At FOMS we weren’t able to make a final decision on how to achieve adaptive HTTP streaming for open codecs. Most agreed that moving forward with the first case would be the right thing to do, but the sheer number of files that can create is daunting and it would be nice to avoid that for users.
Today I gave a talk at the Open Video Conference about the state of the specifications in HTML5 for media accessibility.
Over the last two days we had the Open Subtitles Summit here in New York. It was very exciting to feel the energy in the room to make a change to media accessibility – I am sure we will see much development over the next 12 months. We spoke much about HTML5 video and standards and had many discussions about subtitles, captions, and other accessibility information.
On Wednesday we had a discussion about metadata and I quickly realized that “your metadata is not my metadata”: everyone used the word for something different. So, I suggested to have a metadata discussion on Thursday where we would put a structure onto all of this, identify what kinds of metadata we have and whether and how it should be supported in HTML5 standards.

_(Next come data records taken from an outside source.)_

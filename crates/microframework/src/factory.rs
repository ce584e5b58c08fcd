//! Late-bound factories with a checked result type
//!
//! Every pluggable dependency of the supervisor is handed over as a deferred
//! constructor, so nothing expensive is built before failures can be caught.
//! A [`Factory`] may come from configuration or other opaque wiring and so
//! returns a type-erased value; [`Factory::call`] checks it is the type the
//! supervisor needs before anything else touches it.
//!
//! ```
//! use microframework::factory::Factory;
//!
//! let greeting: String = Factory::value(String::from("hi")).call(()).unwrap();
//! assert_eq!(greeting, "hi");
//!
//! let wrong = Factory::value(42_u32).call::<String>(());
//! assert!(wrong.unwrap_err().to_string().contains("incorrectly returned u32"));
//! ```

use std::any::{self, Any};
use std::fmt;

use crate::error::{FrameworkError, Result};

/// A value a factory can produce.
///
/// Implemented for every `Any + Send` type; carries the runtime type name so
/// a mismatch can be reported precisely.
pub trait Provided: Any + Send {
    fn produced_type(&self) -> &'static str;

    fn into_any(self: Box<Self>) -> Box<dyn Any + Send>;
}

impl<T: Any + Send> Provided for T {
    fn produced_type(&self) -> &'static str {
        any::type_name::<T>()
    }

    fn into_any(self: Box<Self>) -> Box<dyn Any + Send> {
        self
    }
}

type MakeFn<A> = Box<dyn FnOnce(A) -> anyhow::Result<Box<dyn Provided>> + Send>;

/// Deferred constructor taking `A` and producing a type-erased value.
pub struct Factory<A = ()> {
    make: MakeFn<A>,
}

impl<A> fmt::Debug for Factory<A> {
    fn fmt(&self, f: &mut fmt::Formatter<'_>) -> fmt::Result {
        f.debug_struct("Factory").finish_non_exhaustive()
    }
}

impl<A> Factory<A> {
    /// Wrap an opaque constructor.
    pub fn new<F>(make: F) -> Self
    where
        F: FnOnce(A) -> anyhow::Result<Box<dyn Provided>> + Send + 'static,
    {
        Self {
            make: Box::new(make),
        }
    }

    /// Wrap a constructor whose result type is known at compile time.
    pub fn typed<T, F>(make: F) -> Self
    where
        T: Any + Send,
        F: FnOnce(A) -> anyhow::Result<T> + Send + 'static,
    {
        Self::new(move |args| Ok(Box::new(make(args)?) as Box<dyn Provided>))
    }

    /// A factory that hands back an already-built value.
    pub fn value<T: Any + Send>(value: T) -> Self {
        Self::new(move |_| Ok(Box::new(value) as Box<dyn Provided>))
    }

    /// Run the factory and require a `T`.
    ///
    /// Fails with [`FrameworkError::FactoryTypeMismatch`] naming both types
    /// when the produced value is anything else, and with
    /// [`FrameworkError::FactoryFailed`] when the factory itself errors.
    pub fn call<T: Any>(self, args: A) -> Result<T> {
        let expected = any::type_name::<T>();
        let produced =
            (self.make)(args).map_err(|cause| FrameworkError::FactoryFailed { expected, cause })?;

        // Called through the trait so the vtable of the boxed value is used,
        // not the blanket impl for the box itself.
        let actual = Provided::produced_type(&*produced);
        Provided::into_any(produced)
            .downcast::<T>()
            .map(|value| *value)
            .map_err(|_| FrameworkError::FactoryTypeMismatch { expected, actual })
    }
}
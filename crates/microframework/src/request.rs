//! Inbound request model and the default request source.
//!
//! A request arrives as CGI-style server variables plus a body. The same
//! variables also feed request metadata for logging, so they are kept on the
//! request as a [`ServerEnv`].

use axum::body::Bytes;
use axum::http::{HeaderMap, HeaderName, HeaderValue, Method, Uri};
use std::collections::BTreeMap;
use std::io::Read;
use std::net::SocketAddr;

use crate::error::{FrameworkError, Result};

/// CGI-style server variables (`REQUEST_METHOD`, `HTTP_USER_AGENT`, ...).
#[derive(Debug, Clone, Default, PartialEq, Eq)]
pub struct ServerEnv(BTreeMap<String, String>);

impl ServerEnv {
    pub fn new() -> Self {
        Self::default()
    }

    /// Snapshot of the process environment.
    pub fn from_process_env() -> Self {
        Self(std::env::vars().collect())
    }

    /// Variables describing a request received by an HTTP server.
    pub fn from_request_parts(
        method: &Method,
        uri: &Uri,
        version: &str,
        headers: &HeaderMap,
        remote_addr: Option<SocketAddr>,
    ) -> Self {
        let mut vars = BTreeMap::new();
        vars.insert("REQUEST_METHOD".to_string(), method.to_string());
        vars.insert(
            "REQUEST_URI".to_string(),
            uri.path_and_query()
                .map(|pq| pq.as_str().to_string())
                .unwrap_or_else(|| "/".to_string()),
        );
        vars.insert(
            "QUERY_STRING".to_string(),
            uri.query().unwrap_or_default().to_string(),
        );
        vars.insert("SERVER_PROTOCOL".to_string(), format!("HTTP/{version}"));
        if let Some(addr) = remote_addr {
            vars.insert("REMOTE_ADDR".to_string(), addr.ip().to_string());
        }

        for (name, value) in headers {
            let Ok(value) = value.to_str() else {
                continue;
            };
            let key = match name.as_str() {
                "content-type" => "CONTENT_TYPE".to_string(),
                "content-length" => "CONTENT_LENGTH".to_string(),
                other => format!("HTTP_{}", other.to_ascii_uppercase().replace('-', "_")),
            };
            vars.entry(key)
                .and_modify(|existing: &mut String| {
                    existing.push_str(", ");
                    existing.push_str(value);
                })
                .or_insert_with(|| value.to_string());
        }

        Self(vars)
    }

    pub fn with(mut self, name: impl Into<String>, value: impl Into<String>) -> Self {
        self.0.insert(name.into(), value.into());
        self
    }

    pub fn get(&self, name: &str) -> Option<&str> {
        self.0.get(name).map(String::as_str)
    }

    pub fn as_map(&self) -> &BTreeMap<String, String> {
        &self.0
    }
}

impl FromIterator<(String, String)> for ServerEnv {
    fn from_iter<I: IntoIterator<Item = (String, String)>>(iter: I) -> Self {
        Self(iter.into_iter().collect())
    }
}

/// A parsed inbound request.
#[derive(Debug, Clone)]
pub struct ServerRequest {
    method: Method,
    uri: Uri,
    version: String,
    headers: HeaderMap,
    body: Bytes,
    server: ServerEnv,
}

impl ServerRequest {
    /// Build a request from server variables and a body.
    pub fn from_env(server: ServerEnv, body: Bytes) -> Result<Self> {
        let method = match server.get("REQUEST_METHOD") {
            Some(m) => Method::from_bytes(m.as_bytes())
                .map_err(|e| FrameworkError::RequestUnavailable(format!("bad method {m:?}: {e}")))?,
            None => Method::GET,
        };
        let uri_text = server.get("REQUEST_URI").unwrap_or("/");
        let uri: Uri = uri_text
            .parse()
            .map_err(|e| FrameworkError::RequestUnavailable(format!("bad uri {uri_text:?}: {e}")))?;
        let version = server
            .get("SERVER_PROTOCOL")
            .and_then(|p| p.strip_prefix("HTTP/"))
            .unwrap_or("1.1")
            .to_string();

        let mut headers = HeaderMap::new();
        for (key, value) in server.as_map() {
            let name = match key.as_str() {
                "CONTENT_TYPE" => "content-type".to_string(),
                "CONTENT_LENGTH" => "content-length".to_string(),
                other => match other.strip_prefix("HTTP_") {
                    Some(rest) => rest.to_ascii_lowercase().replace('_', "-"),
                    None => continue,
                },
            };
            if value.is_empty() {
                continue;
            }
            // Variables that cannot form a header are dropped rather than failing the request.
            if let (Ok(name), Ok(value)) = (
                HeaderName::from_bytes(name.as_bytes()),
                HeaderValue::from_str(value),
            ) {
                headers.insert(name, value);
            }
        }

        Ok(Self {
            method,
            uri,
            version,
            headers,
            body,
            server,
        })
    }

    pub fn method(&self) -> &Method {
        &self.method
    }

    pub fn uri(&self) -> &Uri {
        &self.uri
    }

    pub fn version(&self) -> &str {
        &self.version
    }

    pub fn headers(&self) -> &HeaderMap {
        &self.headers
    }

    pub fn body(&self) -> &Bytes {
        &self.body
    }

    pub fn server(&self) -> &ServerEnv {
        &self.server
    }

    /// Query parameters as raw `key=value` pairs; the last value of a key wins.
    pub fn query_params(&self) -> BTreeMap<String, String> {
        self.uri
            .query()
            .unwrap_or_default()
            .split('&')
            .filter(|pair| !pair.is_empty())
            .map(|pair| match pair.split_once('=') {
                Some((key, value)) => (key.to_string(), value.to_string()),
                None => (pair.to_string(), String::new()),
            })
            .collect()
    }
}

/// Where the supervisor reads the request from when no factory is supplied.
pub trait RequestSource: Send + Sync {
    fn read_request(&self) -> Result<ServerRequest>;
}

/// Reads the request from CGI variables and standard input.
#[derive(Debug, Clone, Default)]
pub struct CgiRequestSource {
    env: Option<ServerEnv>,
}

impl CgiRequestSource {
    /// Read variables from the process environment.
    pub fn new() -> Self {
        Self::default()
    }

    /// Use the given variables instead of the process environment.
    pub fn with_env(env: ServerEnv) -> Self {
        Self { env: Some(env) }
    }
}

impl RequestSource for CgiRequestSource {
    fn read_request(&self) -> Result<ServerRequest> {
        let env = self.env.clone().unwrap_or_else(ServerEnv::from_process_env);

        let length = env
            .get("CONTENT_LENGTH")
            .and_then(|l| l.trim().parse::<u64>().ok())
            .unwrap_or(0);
        let mut body = Vec::new();
        if length > 0 {
            std::io::stdin()
                .lock()
                .take(length)
                .read_to_end(&mut body)
                .map_err(|e| FrameworkError::RequestUnavailable(format!("could not read body: {e}")))?;
        }

        ServerRequest::from_env(env, Bytes::from(body))
    }
}
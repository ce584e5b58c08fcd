//! Output integrity checks around response rendering.

use axum::http::{header, HeaderValue};

use crate::error::{FrameworkError, Result};
use crate::output::OutputBuffer;
use crate::response::Response;
use crate::transport::Transport;

/// Body of the fallback response.
pub const FALLBACK_BODY: &str = "Unexpected fatal error\n";

const PREVIEW_CHARS: usize = 50;

/// Guards what reaches the transport.
#[derive(Debug, Clone, Default)]
pub struct OutputIntegritySupervisor {
    default_content_type: Option<HeaderValue>,
}

impl OutputIntegritySupervisor {
    /// `default_content_type` is added to responses that do not set one.
    pub fn new(default_content_type: Option<HeaderValue>) -> Self {
        Self {
            default_content_type,
        }
    }

    /// Unwind every capture scope, failing if anything was left behind.
    ///
    /// Committed headers are checked first: if they went out, no response
    /// can be rendered safely whatever the buffers hold.
    pub fn reset_buffers_asserting_no_output(
        &self,
        output: &OutputBuffer,
        transport: &dyn Transport,
    ) -> Result<()> {
        if transport.headers_sent() {
            output.unwind();
            return Err(FrameworkError::output_integrity(
                "Headers already sent before the response was rendered",
            ));
        }

        for contents in output.unwind() {
            if !contents.is_empty() {
                let preview: String = String::from_utf8_lossy(&contents)
                    .chars()
                    .take(PREVIEW_CHARS)
                    .collect();
                return Err(FrameworkError::output_integrity(format!(
                    "Unexpected buffered output during request ({preview}"
                )));
            }
        }
        Ok(())
    }

    /// Render a response, or fail before writing anything.
    ///
    /// The reason phrase and every header are validated up front so a
    /// rejected response leaves the transport untouched.
    pub fn render_response(&self, response: &Response, transport: &mut dyn Transport) -> Result<()> {
        let reason = check_status_line(response)?;

        let headers = response.headers();
        for name in headers.keys() {
            if headers.get_all(name).iter().count() > 1 {
                return Err(FrameworkError::header_rendering(format!(
                    "Cannot specify multiple values for the {} header",
                    name
                )));
            }
        }

        transport.set_status(response.version(), response.status(), reason)?;
        for (name, value) in headers {
            transport.set_header(name.clone(), value.clone())?;
        }
        if let Some(content_type) = &self.default_content_type {
            if !transport.has_header(&header::CONTENT_TYPE) {
                transport.set_header(header::CONTENT_TYPE, content_type.clone())?;
            }
        }

        transport.write_body(response.body())?;
        transport.finish()
    }

    /// Emit the fallback response with no integrity checks.
    ///
    /// If the head already went out only the body is appended; otherwise
    /// the status becomes 500 with a plain-text content type. Transport errors
    /// are logged and stop the fallback; there is nothing left to fall back to.
    pub fn render_error_response(&self, transport: &mut dyn Transport) {
        let written = if transport.headers_sent() {
            Ok(())
        } else {
            transport
                .set_status("1.1", 500, "Internal Server Error")
                .and_then(|_| {
                    transport.set_header(header::CONTENT_TYPE, HeaderValue::from_static("text/plain"))
                })
        };
        if let Err(e) = written
            .and_then(|_| transport.write_body(FALLBACK_BODY.as_bytes()))
            .and_then(|_| transport.finish())
        {
            tracing::warn!(error = %e, "Could not write fallback response");
        }
    }
}

/// Validate the parts of the status line, returning the reason to send.
///
/// Anything that could not be written as a single well-formed status line is
/// refused, so no caller-supplied text can add lines to the head.
fn check_status_line(response: &Response) -> Result<&str> {
    let status = response.status();
    if !(100..=999).contains(&status) {
        return Err(FrameworkError::header_rendering(format!(
            "Invalid HTTP status code \"{status}\""
        )));
    }

    let reason = response.reason_phrase();
    if reason.is_empty() {
        return Err(FrameworkError::header_rendering(format!(
            "HTTP reason phrase cannot be empty and there is no default for status \"{status}\""
        )));
    }
    if reason.chars().any(char::is_control) {
        return Err(FrameworkError::header_rendering(format!(
            "Invalid HTTP reason phrase {reason:?} for status \"{status}\""
        )));
    }

    let version = response.version();
    if !is_protocol_version(version) {
        return Err(FrameworkError::header_rendering(format!(
            "Invalid HTTP protocol version {version:?}"
        )));
    }
    Ok(reason)
}

/// `1`, `2`, `1.0`, `1.1` and the like.
fn is_protocol_version(version: &str) -> bool {
    let mut parts = version.split('.');
    let major = parts.next().unwrap_or_default();
    let minor = parts.next();
    let digit = |part: &str| part.len() == 1 && part.bytes().all(|b| b.is_ascii_digit());

    parts.next().is_none() && digit(major) && minor.map_or(true, digit)
}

Our basic findings are very simple and widely accepted. There are three fundamentally different types of metadata:
- Technical metadata about video: information about the format of the resource – things that can be determined automatically and are non-controversial, such as the width, height, framerate, audio sample rate etc. This information can be used to, e.g. decide if a video is appropriate for a certain device.
- Semantic metadata about video: semantic information about the video resource – e.g. license, author, publication date, version, attribution, title, description. This information is good for search and identification.
- Timed semantic metadata: semantic information that is associated with time intervals of the video, not with the full video – e.g. active speaker, location, date-time, objects.
As we talked about this further, however, we identified subclasses of these generic types that are very important to identify because they will be handled differently.
We found that semantic metadata can be separated into universal metadata and domain-specific metadata. Universal metadata is semantic metadata that can basically be applied to any content. There is very little of that and the W3C Media Annotations WG has done a pretty good job in identifying it. Domain-specific metadata is such metadata that only applies to some content, e.g. all the videos about sports have metadata such as game scores, players, or type of sport.
As for adding such metadata into media resources, we discussed that it makes sense to have the universal metadata explicitly spelled out and to have a generic means to associate name-value pairs with resource. Of course it will all be stored in databases, but there was also a requirement to have it encoded into the media resource – and in our discussion case: into external captions or subtitle files.
As for timed metadata – it is possible to separate this into metadata that is only relevant as part of a subtitle or caption file, because the metadata relates to a certain word or a word sequence, and into independent timed metadata that can be stored in, e.g. JSON or some similar format.
Since we are particularly interested in subtitles and captions, the timed metadata that is associated with words or word sequences is particularly important. The most natural metadata that is useful as part of subtitles is of course speaker segmentation. We also identified that hyperlinks to related content are just as important, since it can enable applications such as popcorn.js.
Potentially there is a use for metadata association with any sequence of words in a caption or subtitle, which could be satisfied with the use of a generic markup element for a sequence of words, such that microdata or RDFa may get associated. A request for such a generic means of associating metadata was made. However, the need for it still has to be confirmed with good use cases – the breakout group was out of time as we came to this point. So, leave your ideas for use cases in the requirements – they will help shape standards.